┌─ Data records

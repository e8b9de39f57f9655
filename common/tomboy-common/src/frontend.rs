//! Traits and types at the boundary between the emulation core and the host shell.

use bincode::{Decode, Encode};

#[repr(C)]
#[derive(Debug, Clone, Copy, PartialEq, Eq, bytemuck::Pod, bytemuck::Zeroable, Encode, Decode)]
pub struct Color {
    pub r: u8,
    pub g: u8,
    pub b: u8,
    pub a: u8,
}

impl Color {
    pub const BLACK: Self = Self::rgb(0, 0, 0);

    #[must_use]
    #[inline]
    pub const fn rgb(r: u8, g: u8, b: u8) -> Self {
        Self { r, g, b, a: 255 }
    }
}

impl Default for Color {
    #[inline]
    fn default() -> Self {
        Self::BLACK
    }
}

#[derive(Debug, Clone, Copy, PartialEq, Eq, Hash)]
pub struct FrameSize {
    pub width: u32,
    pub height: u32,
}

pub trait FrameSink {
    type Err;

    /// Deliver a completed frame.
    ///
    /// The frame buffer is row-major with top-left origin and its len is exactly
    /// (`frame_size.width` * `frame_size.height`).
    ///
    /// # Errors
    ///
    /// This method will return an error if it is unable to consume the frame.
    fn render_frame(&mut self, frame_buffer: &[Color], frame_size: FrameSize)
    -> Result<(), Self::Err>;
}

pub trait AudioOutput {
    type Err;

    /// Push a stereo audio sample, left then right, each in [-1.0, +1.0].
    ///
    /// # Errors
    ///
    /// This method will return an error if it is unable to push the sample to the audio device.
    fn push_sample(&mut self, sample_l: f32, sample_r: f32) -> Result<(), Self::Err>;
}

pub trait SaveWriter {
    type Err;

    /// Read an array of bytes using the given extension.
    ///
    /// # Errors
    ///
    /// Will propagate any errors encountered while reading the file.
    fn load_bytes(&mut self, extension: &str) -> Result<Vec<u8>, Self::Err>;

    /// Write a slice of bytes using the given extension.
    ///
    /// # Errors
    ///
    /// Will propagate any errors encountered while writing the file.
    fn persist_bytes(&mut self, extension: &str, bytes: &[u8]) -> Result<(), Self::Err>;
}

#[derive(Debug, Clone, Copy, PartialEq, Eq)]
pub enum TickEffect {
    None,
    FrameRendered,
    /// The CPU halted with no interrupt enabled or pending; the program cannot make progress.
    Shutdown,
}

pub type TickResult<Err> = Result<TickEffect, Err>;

└─

Task goal: If a line in the entries holds the string "given", copy it.

Your response:
    /// Read an array of bytes using the given extension.
    /// Write a slice of bytes using the given extension.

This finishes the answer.